### [SOURCE INFORMATION]
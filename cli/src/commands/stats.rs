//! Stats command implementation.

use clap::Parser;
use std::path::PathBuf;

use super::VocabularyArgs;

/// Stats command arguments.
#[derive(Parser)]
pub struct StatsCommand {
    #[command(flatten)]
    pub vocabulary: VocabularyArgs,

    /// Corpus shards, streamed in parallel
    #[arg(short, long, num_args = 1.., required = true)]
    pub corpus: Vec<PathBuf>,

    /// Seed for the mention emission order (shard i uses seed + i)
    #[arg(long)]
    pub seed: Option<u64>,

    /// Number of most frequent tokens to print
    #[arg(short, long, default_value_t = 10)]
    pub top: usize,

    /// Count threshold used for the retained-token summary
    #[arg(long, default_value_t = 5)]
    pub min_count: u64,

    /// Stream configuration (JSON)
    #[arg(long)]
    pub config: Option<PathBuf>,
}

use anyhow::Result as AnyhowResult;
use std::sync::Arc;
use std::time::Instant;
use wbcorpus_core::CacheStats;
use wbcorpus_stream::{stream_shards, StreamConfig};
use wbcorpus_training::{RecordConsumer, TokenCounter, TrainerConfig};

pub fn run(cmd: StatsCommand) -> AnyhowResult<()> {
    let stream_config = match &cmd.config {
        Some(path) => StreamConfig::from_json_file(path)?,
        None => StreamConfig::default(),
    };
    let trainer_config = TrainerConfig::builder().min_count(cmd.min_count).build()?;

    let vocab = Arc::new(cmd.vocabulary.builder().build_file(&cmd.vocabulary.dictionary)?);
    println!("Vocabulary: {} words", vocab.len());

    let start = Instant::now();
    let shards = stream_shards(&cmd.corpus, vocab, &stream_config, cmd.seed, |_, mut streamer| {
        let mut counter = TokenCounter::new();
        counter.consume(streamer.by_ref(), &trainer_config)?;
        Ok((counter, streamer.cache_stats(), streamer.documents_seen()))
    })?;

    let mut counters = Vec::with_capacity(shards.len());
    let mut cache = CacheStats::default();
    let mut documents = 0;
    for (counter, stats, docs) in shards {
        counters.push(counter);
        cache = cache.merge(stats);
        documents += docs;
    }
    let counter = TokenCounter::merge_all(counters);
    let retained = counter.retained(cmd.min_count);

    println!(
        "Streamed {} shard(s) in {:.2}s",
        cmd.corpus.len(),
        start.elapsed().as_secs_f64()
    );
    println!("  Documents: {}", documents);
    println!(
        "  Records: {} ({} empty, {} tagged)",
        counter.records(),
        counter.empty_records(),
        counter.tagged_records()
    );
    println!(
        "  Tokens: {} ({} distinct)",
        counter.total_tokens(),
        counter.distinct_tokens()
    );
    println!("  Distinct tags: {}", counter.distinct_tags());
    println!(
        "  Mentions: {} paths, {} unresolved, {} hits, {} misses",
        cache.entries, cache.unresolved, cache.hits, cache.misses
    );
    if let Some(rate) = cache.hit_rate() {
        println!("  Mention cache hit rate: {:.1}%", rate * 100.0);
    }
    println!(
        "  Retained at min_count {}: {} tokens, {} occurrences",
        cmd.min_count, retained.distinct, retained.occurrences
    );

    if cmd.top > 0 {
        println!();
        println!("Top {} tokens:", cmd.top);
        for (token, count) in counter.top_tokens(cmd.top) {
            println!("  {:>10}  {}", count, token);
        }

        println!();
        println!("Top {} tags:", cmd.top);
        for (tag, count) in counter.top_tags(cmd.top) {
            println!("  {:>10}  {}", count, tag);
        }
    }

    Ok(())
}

...

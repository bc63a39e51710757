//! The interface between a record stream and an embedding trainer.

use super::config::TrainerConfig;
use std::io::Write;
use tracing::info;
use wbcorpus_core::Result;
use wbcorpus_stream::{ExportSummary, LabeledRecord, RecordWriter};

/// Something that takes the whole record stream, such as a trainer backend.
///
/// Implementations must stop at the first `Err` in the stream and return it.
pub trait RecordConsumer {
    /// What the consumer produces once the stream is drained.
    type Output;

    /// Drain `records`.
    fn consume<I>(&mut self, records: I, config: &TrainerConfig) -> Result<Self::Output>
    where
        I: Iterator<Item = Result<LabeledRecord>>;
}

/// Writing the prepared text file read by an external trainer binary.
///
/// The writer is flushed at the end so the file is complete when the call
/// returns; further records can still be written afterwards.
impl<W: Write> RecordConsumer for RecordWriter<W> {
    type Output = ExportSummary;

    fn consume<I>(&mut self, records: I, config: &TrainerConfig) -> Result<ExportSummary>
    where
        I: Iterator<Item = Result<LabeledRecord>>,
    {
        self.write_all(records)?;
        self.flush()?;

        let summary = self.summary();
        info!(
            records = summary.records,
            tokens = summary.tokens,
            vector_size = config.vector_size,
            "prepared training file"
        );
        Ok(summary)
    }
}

---

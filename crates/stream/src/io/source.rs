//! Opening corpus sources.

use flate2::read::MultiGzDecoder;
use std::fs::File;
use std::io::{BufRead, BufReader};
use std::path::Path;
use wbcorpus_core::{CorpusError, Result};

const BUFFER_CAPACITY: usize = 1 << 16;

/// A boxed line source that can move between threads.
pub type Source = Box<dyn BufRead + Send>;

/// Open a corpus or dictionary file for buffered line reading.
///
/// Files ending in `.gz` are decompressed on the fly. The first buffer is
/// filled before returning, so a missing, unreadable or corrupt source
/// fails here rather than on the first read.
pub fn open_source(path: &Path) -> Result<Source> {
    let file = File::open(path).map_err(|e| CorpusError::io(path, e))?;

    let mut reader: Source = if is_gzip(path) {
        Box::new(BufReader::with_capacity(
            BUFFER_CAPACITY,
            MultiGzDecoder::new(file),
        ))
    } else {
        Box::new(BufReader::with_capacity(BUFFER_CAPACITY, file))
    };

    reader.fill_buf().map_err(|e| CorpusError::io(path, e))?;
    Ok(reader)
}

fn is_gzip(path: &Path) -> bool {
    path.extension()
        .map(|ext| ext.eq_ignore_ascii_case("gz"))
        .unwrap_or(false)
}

### [YOUR GOAL]
All that is wanted is the stretch of lines above from the one containing "filename cli/src/commands/stats.rs" through the one containing "streamed in parallel", duplicated exactly.

### [RESPONSE TO THIS EXERCISE]
filename cli/src/commands/stats.rs
//! Stats command implementation.

use clap::Parser;
use std::path::PathBuf;

use super::VocabularyArgs;

/// Stats command arguments.
#[derive(Parser)]
pub struct StatsCommand {
    #[command(flatten)]
    pub vocabulary: VocabularyArgs,

    /// Corpus shards, streamed in parallel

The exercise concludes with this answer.